- TASK STATEMENT
Scan the listing below and copy every line holding "impl".

- INPUT

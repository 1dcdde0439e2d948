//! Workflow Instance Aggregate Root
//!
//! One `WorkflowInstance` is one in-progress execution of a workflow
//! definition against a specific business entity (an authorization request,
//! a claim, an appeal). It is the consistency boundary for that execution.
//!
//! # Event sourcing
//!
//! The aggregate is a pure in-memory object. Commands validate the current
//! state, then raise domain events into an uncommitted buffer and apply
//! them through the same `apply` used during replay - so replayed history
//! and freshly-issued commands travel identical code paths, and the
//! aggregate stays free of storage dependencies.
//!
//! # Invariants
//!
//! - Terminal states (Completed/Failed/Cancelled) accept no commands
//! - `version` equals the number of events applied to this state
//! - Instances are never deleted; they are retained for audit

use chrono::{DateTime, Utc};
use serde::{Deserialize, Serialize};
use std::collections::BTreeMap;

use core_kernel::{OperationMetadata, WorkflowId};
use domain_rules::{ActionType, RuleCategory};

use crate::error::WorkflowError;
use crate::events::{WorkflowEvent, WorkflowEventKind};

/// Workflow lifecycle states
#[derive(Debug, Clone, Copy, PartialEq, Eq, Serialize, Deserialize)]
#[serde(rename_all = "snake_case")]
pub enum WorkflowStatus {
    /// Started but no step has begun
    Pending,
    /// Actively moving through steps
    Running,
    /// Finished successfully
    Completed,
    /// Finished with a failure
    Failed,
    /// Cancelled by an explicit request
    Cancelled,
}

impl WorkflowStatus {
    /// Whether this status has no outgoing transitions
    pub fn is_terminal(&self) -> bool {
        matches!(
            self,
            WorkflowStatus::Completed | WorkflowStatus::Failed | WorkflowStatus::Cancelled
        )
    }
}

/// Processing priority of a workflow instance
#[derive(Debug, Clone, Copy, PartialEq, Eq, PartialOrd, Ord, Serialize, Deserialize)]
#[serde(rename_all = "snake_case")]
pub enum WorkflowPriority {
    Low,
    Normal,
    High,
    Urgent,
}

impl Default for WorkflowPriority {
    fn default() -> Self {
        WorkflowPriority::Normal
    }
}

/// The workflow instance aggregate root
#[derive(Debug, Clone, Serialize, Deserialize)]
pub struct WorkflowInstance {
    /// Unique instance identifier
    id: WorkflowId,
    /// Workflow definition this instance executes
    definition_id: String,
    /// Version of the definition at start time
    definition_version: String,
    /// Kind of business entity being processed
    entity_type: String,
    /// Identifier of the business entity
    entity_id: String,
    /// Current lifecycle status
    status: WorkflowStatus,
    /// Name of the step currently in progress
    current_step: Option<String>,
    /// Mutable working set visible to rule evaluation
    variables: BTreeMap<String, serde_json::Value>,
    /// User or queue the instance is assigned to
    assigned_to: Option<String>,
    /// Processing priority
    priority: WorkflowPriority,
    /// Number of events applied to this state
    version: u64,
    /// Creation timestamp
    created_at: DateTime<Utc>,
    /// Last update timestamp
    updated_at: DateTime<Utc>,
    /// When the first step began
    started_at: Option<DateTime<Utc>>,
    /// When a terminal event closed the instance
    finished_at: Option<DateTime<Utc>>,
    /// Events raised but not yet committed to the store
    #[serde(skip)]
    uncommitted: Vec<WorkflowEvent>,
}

- RESULT FOR THIS EXERCISE
impl WorkflowStatus {
impl Default for WorkflowPriority {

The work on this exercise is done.